--- Data records Enclosed Below ---
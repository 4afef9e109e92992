use std::{str::FromStr, sync::Arc, time::Duration};

use crate::{error::ConfigError, guidance::KnowledgeBase};

pub const DEFAULT_DURATION: u32 = 5;
pub const DEFAULT_ASPECT_RATIO: &str = "9:16";
pub const MIN_SCRIPT_LENGTH: usize = 10;
pub const MAX_SCRIPT_LENGTH: usize = 5000;
pub const DEFAULT_FEASIBILITY_THRESHOLD: f64 = 0.5;
pub const DEFAULT_REQUEST_TIMEOUT: Duration = Duration::from_secs(30);
pub const DEFAULT_CACHE_TTL: Duration = Duration::from_secs(3600);

/// Clip durations accepted by current AI video tools, in seconds.
pub const DURATION_RANGE: std::ops::RangeInclusive<u32> = 1..=30;

#[derive(Debug, Clone, Copy, PartialEq, Eq)]
pub struct ScriptLimits {
    pub min: usize,
    pub max: usize,
}

impl Default for ScriptLimits {
    fn default() -> Self {
        Self {
            min: MIN_SCRIPT_LENGTH,
            max: MAX_SCRIPT_LENGTH,
        }
    }
}

#[derive(Debug, Clone, PartialEq, Eq)]
pub struct SceneDefaults {
    pub duration: u32,
    pub aspect_ratio: String,
}

impl Default for SceneDefaults {
    fn default() -> Self {
        Self {
            duration: DEFAULT_DURATION,
            aspect_ratio: DEFAULT_ASPECT_RATIO.to_string(),
        }
    }
}

/// Immutable settings handed to every pipeline stage.
#[derive(Debug, Clone)]
pub struct AnalysisConfig {
    pub limits: ScriptLimits,
    pub scene: SceneDefaults,
    pub feasibility_threshold: f64,
    pub request_timeout: Duration,
    pub cache_ttl: Duration,
    /// Overrides the provider's default model when set.
    pub model: Option<String>,
    pub knowledge: Arc<KnowledgeBase>,
}

impl Default for AnalysisConfig {
    fn default() -> Self {
        Self {
            limits: ScriptLimits::default(),
            scene: SceneDefaults::default(),
            feasibility_threshold: DEFAULT_FEASIBILITY_THRESHOLD,
            request_timeout: DEFAULT_REQUEST_TIMEOUT,
            cache_ttl: DEFAULT_CACHE_TTL,
            model: None,
            knowledge: Arc::new(KnowledgeBase::default()),
        }
    }
}

impl AnalysisConfig {
    /// Load settings from process environment variables, keeping defaults
    /// for anything unset.
    pub fn from_env() -> Result<Self, ConfigError> {
        Self::from_lookup(|key| std::env::var(key).ok())
    }

    pub fn from_lookup<F>(lookup: F) -> Result<Self, ConfigError>
    where
        F: Fn(&str) -> Option<String>,
    {
        let mut config = Self::default();

        if let Some(duration) = parse_var::<u32, _>(&lookup, "DEFAULT_DURATION")? {
            config.scene.duration = check_duration("DEFAULT_DURATION", duration)?;
        }
        if let Some(ratio) = lookup("DEFAULT_ASPECT_RATIO") {
            config.scene.aspect_ratio = check_aspect_ratio("DEFAULT_ASPECT_RATIO", &ratio)?;
        }
        if let Some(min) = parse_var(&lookup, "MIN_SCRIPT_LENGTH")? {
            config.limits.min = min;
        }
        if let Some(max) = parse_var(&lookup, "MAX_SCRIPT_LENGTH")? {
            config.limits.max = max;
        }
        if config.limits.min > config.limits.max {
            return Err(ConfigError::Invalid {
                var: "MIN_SCRIPT_LENGTH",
                value: config.limits.min.to_string(),
                reason: format!("greater than MAX_SCRIPT_LENGTH ({})", config.limits.max),
            });
        }
        if let Some(threshold) = parse_var::<f64, _>(&lookup, "FEASIBILITY_THRESHOLD")? {
            if !(0.0..=1.0).contains(&threshold) {
                return Err(ConfigError::Invalid {
                    var: "FEASIBILITY_THRESHOLD",
                    value: threshold.to_string(),
                    reason: "must be between 0.0 and 1.0".to_string(),
                });
            }
            config.feasibility_threshold = threshold;
        }
        if let Some(secs) = parse_var::<u64, _>(&lookup, "REQUEST_TIMEOUT_SECS")? {
            config.request_timeout = Duration::from_secs(secs);
        }
        if let Some(secs) = parse_var::<u64, _>(&lookup, "CACHE_TTL")? {
            config.cache_ttl = Duration::from_secs(secs);
        }
        config.model = lookup("BROLL_MODEL").filter(|m| !m.trim().is_empty());

        Ok(config)
    }
}

fn parse_var<T, F>(lookup: &F, var: &'static str) -> Result<Option<T>, ConfigError>
where
    T: FromStr,
    T::Err: std::fmt::Display,
    F: Fn(&str) -> Option<String>,
{
    let Some(raw) = lookup(var) else {
        return Ok(None);
    };
    raw.trim()
        .parse::<T>()
        .map(Some)
        .map_err(|e| ConfigError::Invalid {
            var,
            value: raw.clone(),
            reason: e.to_string(),
        })
}

pub fn check_duration(var: &'static str, duration: u32) -> Result<u32, ConfigError> {
    if DURATION_RANGE.contains(&duration) {
        Ok(duration)
    } else {
        Err(ConfigError::Invalid {
            var,
            value: duration.to_string(),
            reason: format!(
                "must be between {} and {} seconds",
                DURATION_RANGE.start(),
                DURATION_RANGE.end()
            ),
        })
    }
}

/// Accepts `W:H` with two positive integers, e.g. `9:16`.
pub fn check_aspect_ratio(var: &'static str, ratio: &str) -> Result<String, ConfigError> {
    let ratio = ratio.trim();
    let valid = ratio
        .split_once(':')
        .map(|(w, h)| {
            matches!(w.parse::<u32>(), Ok(n) if n > 0) && matches!(h.parse::<u32>(), Ok(n) if n > 0)
        })
        .unwrap_or(false);

    if valid {
        Ok(ratio.to_string())
    } else {
        Err(ConfigError::Invalid {
            var,
            value: ratio.to_string(),
            reason: "expected W:H, e.g. 9:16".to_string(),
        })
    }
}

#[cfg(test)]
mod tests {
    use std::collections::HashMap;

    use super::*;

    fn lookup_from(pairs: &[(&str, &str)]) -> impl Fn(&str) -> Option<String> {
        let map: HashMap<String, String> = pairs
            .iter()
            .map(|(k, v)| (k.to_string(), v.to_string()))
            .collect();
        move |key| map.get(key).cloned()
    }

    #[test]
    fn defaults_when_env_is_empty() {
        let config = AnalysisConfig::from_lookup(lookup_from(&[])).unwrap();
        assert_eq!(config.scene.duration, 5);
        assert_eq!(config.scene.aspect_ratio, "9:16");
        assert_eq!(config.limits, ScriptLimits { min: 10, max: 5000 });
        assert_eq!(config.feasibility_threshold, 0.5);
        assert!(config.model.is_none());
    }

    #[test]
    fn env_overrides_defaults() {
        let config = AnalysisConfig::from_lookup(lookup_from(&[
            ("DEFAULT_DURATION", "3"),
            ("DEFAULT_ASPECT_RATIO", "16:9"),
            ("MAX_SCRIPT_LENGTH", "200"),
            ("FEASIBILITY_THRESHOLD", "0.4"),
            ("REQUEST_TIMEOUT_SECS", "15"),
            ("BROLL_MODEL", "gpt-4o"),
        ]))
        .unwrap();
        assert_eq!(config.scene.duration, 3);
        assert_eq!(config.scene.aspect_ratio, "16:9");
        assert_eq!(config.limits.max, 200);
        assert_eq!(config.feasibility_threshold, 0.4);
        assert_eq!(config.request_timeout, Duration::from_secs(15));
        assert_eq!(config.model.as_deref(), Some("gpt-4o"));
    }

    #[test]
    fn rejects_bad_values() {
        for pairs in [
            [("DEFAULT_DURATION", "abc")],
            [("DEFAULT_DURATION", "45")],
            [("DEFAULT_ASPECT_RATIO", "wide")],
            [("FEASIBILITY_THRESHOLD", "1.5")],
            [("MIN_SCRIPT_LENGTH", "9000")],
        ] {
            assert!(
                AnalysisConfig::from_lookup(lookup_from(&pairs)).is_err(),
                "{:?} should be rejected",
                pairs
            );
        }
    }
}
--- End of Enclosed Data records ---
**What to work on:** Working through the records above, copy each line in which "Option" is found.

**Written answer:**
    pub model: Option<String>,
        F: Fn(&str) -> Option<String>,
fn parse_var<T, F>(lookup: &F, var: &'static str) -> Result<Option<T>, ConfigError>
    F: Fn(&str) -> Option<String>,
    fn lookup_from(pairs: &[(&str, &str)]) -> impl Fn(&str) -> Option<String> {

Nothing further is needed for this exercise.